How could one prove that: $$\sum_{j=2}^\infty \prod_{k=1}^j \frac{2 k}{j+k-1} = \pi$$
This is about as far as I got:
$$\prod_{k=1}^j \frac{2 k}{j+k-1} = \frac{2^j j!}{(j)_j} \implies$$ $$\sum_{j=2}^\infty\frac{2^j j!}{(j)_j} = \frac{2^2 2!}{(2)_2} + \frac{2^3 3!}{(3)_3} + \frac{2^4 4!}{(4)_4}+\cdots \implies$$ $$?$$
where $(x)_n$ denotes the Pochhammer symbol. Maybe reduction isn't the way to go?
On
First of all you can use Mathematica to compute it and, well, get the same result. :)
But anyways, we need an analytic solution. The main idea is to put it into the form of hypergeometric series.

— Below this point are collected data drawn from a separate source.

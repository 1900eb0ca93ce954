use std::sync::Arc;
use std::time::Duration;

use async_trait::async_trait;
use reqwest::{header::HeaderMap, StatusCode};
use serde_json::Value;

// tokio::time::sleep is only available on non-WASM targets.
#[cfg(not(target_arch = "wasm32"))]
use tokio::time::sleep;

use crate::{Action, DataApiError, Result, TransportOptions};

/// Performs one HTTP round trip for the client and returns the raw body.
///
/// The client hands over a fully built action URL, the serialized request
/// body, the headers for this call and the action tag. Implementations
/// decide everything about the network: retries, timeouts, status handling.
/// Any error returned here is logged by the client and turned into `None`.
///
/// # Example
///
/// ```
/// use async_trait::async_trait;
/// use atlas_data_api::{Action, ActionTransport, Result};
/// use reqwest::header::HeaderMap;
/// use serde_json::Value;
///
/// struct Canned;
///
/// #[async_trait]
/// impl ActionTransport for Canned {
///     async fn request(
///         &self,
///         _url: &str,
///         _body: &Value,
///         _headers: &HeaderMap,
///         _action: Action,
///     ) -> Result<String> {
///         Ok(r#"{"deletedCount": 0}"#.to_owned())
///     }
/// }
/// ```
#[cfg_attr(target_arch = "wasm32", async_trait(?Send))]
#[cfg_attr(not(target_arch = "wasm32"), async_trait)]
pub trait ActionTransport: Send + Sync {
    async fn request(
        &self,
        url: &str,
        body: &Value,
        headers: &HeaderMap,
        action: Action,
    ) -> Result<String>;
}

#[cfg_attr(target_arch = "wasm32", async_trait(?Send))]
#[cfg_attr(not(target_arch = "wasm32"), async_trait)]
impl<T: ActionTransport + ?Sized> ActionTransport for Arc<T> {
    async fn request(
        &self,
        url: &str,
        body: &Value,
        headers: &HeaderMap,
        action: Action,
    ) -> Result<String> {
        (**self).request(url, body, headers, action).await
    }
}

#[cfg_attr(target_arch = "wasm32", async_trait(?Send))]
#[cfg_attr(not(target_arch = "wasm32"), async_trait)]
impl<T: ActionTransport + ?Sized> ActionTransport for Box<T> {
    async fn request(
        &self,
        url: &str,
        body: &Value,
        headers: &HeaderMap,
        action: Action,
    ) -> Result<String> {
        (**self).request(url, body, headers, action).await
    }
}

/// [`ActionTransport`] backed by `reqwest`, with optional retries.
#[derive(Clone, Debug, Default)]
pub struct HttpTransport {
    http: reqwest::Client,
    options: TransportOptions,
}

impl HttpTransport {
    pub fn new() -> Self {
        Self::default()
    }

    /// Uses an existing `reqwest::Client`, e.g. one with custom TLS or proxy settings.
    pub fn with_client(http: reqwest::Client) -> Self {
        Self {
            http,
            options: TransportOptions::default(),
        }
    }

    /// Applies timeout and retry behavior.
    pub fn with_options(mut self, opts: TransportOptions) -> Self {
        self.options = opts;
        self
    }

    pub fn options(&self) -> &TransportOptions {
        &self.options
    }

    fn should_retry_status(&self, status: StatusCode) -> bool {
        matches!(
            status,
            StatusCode::TOO_MANY_REQUESTS
                | StatusCode::INTERNAL_SERVER_ERROR
                | StatusCode::BAD_GATEWAY
                | StatusCode::SERVICE_UNAVAILABLE
                | StatusCode::GATEWAY_TIMEOUT
        )
    }

    fn should_retry_transport(&self, err: &reqwest::Error) -> bool {
        err.is_timeout()
            || err.is_request()
            || err.is_body()
            // is_connect() is not available on wasm32 targets (no TCP)
            || {
                #[cfg(not(target_arch = "wasm32"))]
                { err.is_connect() }
                #[cfg(target_arch = "wasm32")]
                { false }
            }
    }

    /// Waits before the next retry attempt.
    ///
    /// On native targets: exponential backoff sleep via `tokio::time::sleep`.
    /// On WASM targets: no-op, `tokio::time::sleep` is not available there.
    async fn wait_before_retry(&self, action: Action, attempt: usize) {
        let exp = attempt.min(16) as u32;
        let multiplier = 1u64 << exp;
        let delay_ms = self.options.retry_backoff_ms.saturating_mul(multiplier);

        tracing::debug!(%action, attempt, delay_ms, "retrying data api request");

        #[cfg(not(target_arch = "wasm32"))]
        sleep(Duration::from_millis(delay_ms)).await;

        #[cfg(target_arch = "wasm32")]
        let _ = delay_ms;
    }
}

#[cfg_attr(target_arch = "wasm32", async_trait(?Send))]
#[cfg_attr(not(target_arch = "wasm32"), async_trait)]
impl ActionTransport for HttpTransport {
    async fn request(
        &self,
        url: &str,
        body: &Value,
        headers: &HeaderMap,
        action: Action,
    ) -> Result<String> {
        let mut attempt = 0usize;
        loop {
            let response = self
                .http
                .post(url)
                .headers(headers.clone())
                .timeout(Duration::from_millis(self.options.timeout_ms))
                .json(body)
                .send()
                .await;

            match response {
                Ok(response) => {
                    let status = response.status();
                    let text = response.text().await.map_err(DataApiError::Transport)?;

                    if status.is_success() {
                        return Ok(text);
                    }

                    if self.should_retry_status(status) && attempt < self.options.max_retries {
                        self.wait_before_retry(action, attempt).await;
                        attempt += 1;
                        continue;
                    }

                    return Err(DataApiError::Http {
                        status: status.as_u16(),
                        body: text,
                    });
                }
                Err(err) => {
                    if self.should_retry_transport(&err) && attempt < self.options.max_retries {
                        self.wait_before_retry(action, attempt).await;
                        attempt += 1;
                        continue;
                    }
                    return Err(DataApiError::Transport(err));
                }
            }
        }
    }
}
use std::time::{SystemTime, UNIX_EPOCH};

use atlas_data_api::{DataApiClient, QueryOptions};
use serde::{Deserialize, Serialize};
use serde_json::json;

#[derive(Debug, PartialEq, Serialize, Deserialize)]
struct Marker {
    run: String,
    step: u32,
}

fn unique_suffix() -> u128 {
    SystemTime::now()
        .duration_since(UNIX_EPOCH)
        .expect("clock must be after epoch")
        .as_millis()
}

#[tokio::test]
async fn live_crud_roundtrip() {
    let client = match DataApiClient::from_env() {
        Ok(client) => client,
        Err(_) => {
            eprintln!("skipping live test: ATLAS_* environment variables not set");
            return;
        }
    };
    let collection = "data_api_live_check";
    let run = format!("run-{}", unique_suffix());

    client
        .try_insert_many(
            collection,
            &[
                Marker {
                    run: run.clone(),
                    step: 1,
                },
                Marker {
                    run: run.clone(),
                    step: 2,
                },
            ],
        )
        .await
        .expect("insert_many must succeed");

    let found = client
        .try_find::<Marker>(
            collection,
            json!({ "run": run }),
            Some(QueryOptions::new().sort(json!({ "step": 1 })).projection(json!({ "_id": 0 }))),
        )
        .await
        .expect("find must succeed");
    assert_eq!(found.documents.len(), 2);
    assert_eq!(found.documents[0].step, 1);

    let updated = client
        .try_update_one(
            collection,
            json!({ "run": run, "step": 2 }),
            json!({ "$set": { "step": 3 } }),
            None,
        )
        .await
        .expect("update_one must succeed");
    assert_eq!(updated.modified_count, 1);

    let deleted = client
        .try_delete_many(collection, json!({ "run": run }))
        .await
        .expect("cleanup must succeed");
    assert_eq!(deleted.deleted_count, 2);
}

I'll catch where you stopped:
$$\prod_{k=1}^j \dfrac{2 k}{j+k-1} = \dfrac{2^j j!}{(j)_j}$$
One can reorganize it like:
$$\dfrac{2^j j!}{(j)_j}=\dfrac{2^j \Gamma (j) \Gamma (j+1)}{\Gamma (2 j)}$$
because $(j)_j=\dfrac{\Gamma (2 j)}{\Gamma (j) }$.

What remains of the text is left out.